====== Records for processing

//! Object identifiers relevant to Chip Authentication and its capability descriptors.


use rasn::types::Oid as ArcOid;


macro_rules! bsi_oid {
    ($name:ident $(, $number:expr)* $(,)?) => {
        pub const $name: &'static ArcOid = ArcOid::const_new(&[0, 4, 0, 127, 0, 7 $(, $number)*]);
    };
}

macro_rules! ca_oid {
    ($name:ident $(, $number:expr)* $(,)?) => {
        bsi_oid!($name, 2, 2, 3 $(, $number)*);
    };
}

bsi_oid!(STANDARDIZED_DOMAIN_PARAMETERS, 1, 2);

bsi_oid!(PK_DH,                         2, 2, 1, 1);
bsi_oid!(PK_ECDH,                       2, 2, 1, 2);

bsi_oid!(PRIVILEGED_TERMINAL_INFO,      2, 2, 8);

ca_oid!(CA_OID_PREFIX);

ca_oid!(CA_DH,                          1);
ca_oid!(CA_DH_3DES_CBC_CBC,             1, 1);
ca_oid!(CA_DH_AES_CBC_CMAC_128,         1, 2);
ca_oid!(CA_DH_AES_CBC_CMAC_192,         1, 3);
ca_oid!(CA_DH_AES_CBC_CMAC_256,         1, 4);

ca_oid!(CA_ECDH,                        2);
ca_oid!(CA_ECDH_3DES_CBC_CBC,           2, 1);
ca_oid!(CA_ECDH_AES_CBC_CMAC_128,       2, 2);
ca_oid!(CA_ECDH_AES_CBC_CMAC_192,       2, 3);
ca_oid!(CA_ECDH_AES_CBC_CMAC_256,       2, 4);

/// `id-ecPublicKey` (ANSI X9.62)
pub const EC_PUBLIC_KEY: &'static ArcOid = ArcOid::const_new(&[1, 2, 840, 10045, 2, 1]);

/// `prime-field` (ANSI X9.62)
pub const PRIME_FIELD: &'static ArcOid = ArcOid::const_new(&[1, 2, 840, 10045, 1, 1]);

/// `dhpublicnumber` (ANSI X9.42)
pub const DH_PUBLIC_NUMBER: &'static ArcOid = ArcOid::const_new(&[1, 2, 840, 10046, 2, 1]);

============

Exercise: In the lines above, find the word "static" and copy each line that contains it.

Task output:
        pub const $name: &'static ArcOid = ArcOid::const_new(&[0, 4, 0, 127, 0, 7 $(, $number)*]);
pub const EC_PUBLIC_KEY: &'static ArcOid = ArcOid::const_new(&[1, 2, 840, 10045, 2, 1]);
pub const PRIME_FIELD: &'static ArcOid = ArcOid::const_new(&[1, 2, 840, 10045, 1, 1]);
pub const DH_PUBLIC_NUMBER: &'static ArcOid = ArcOid::const_new(&[1, 2, 840, 10046, 2, 1]);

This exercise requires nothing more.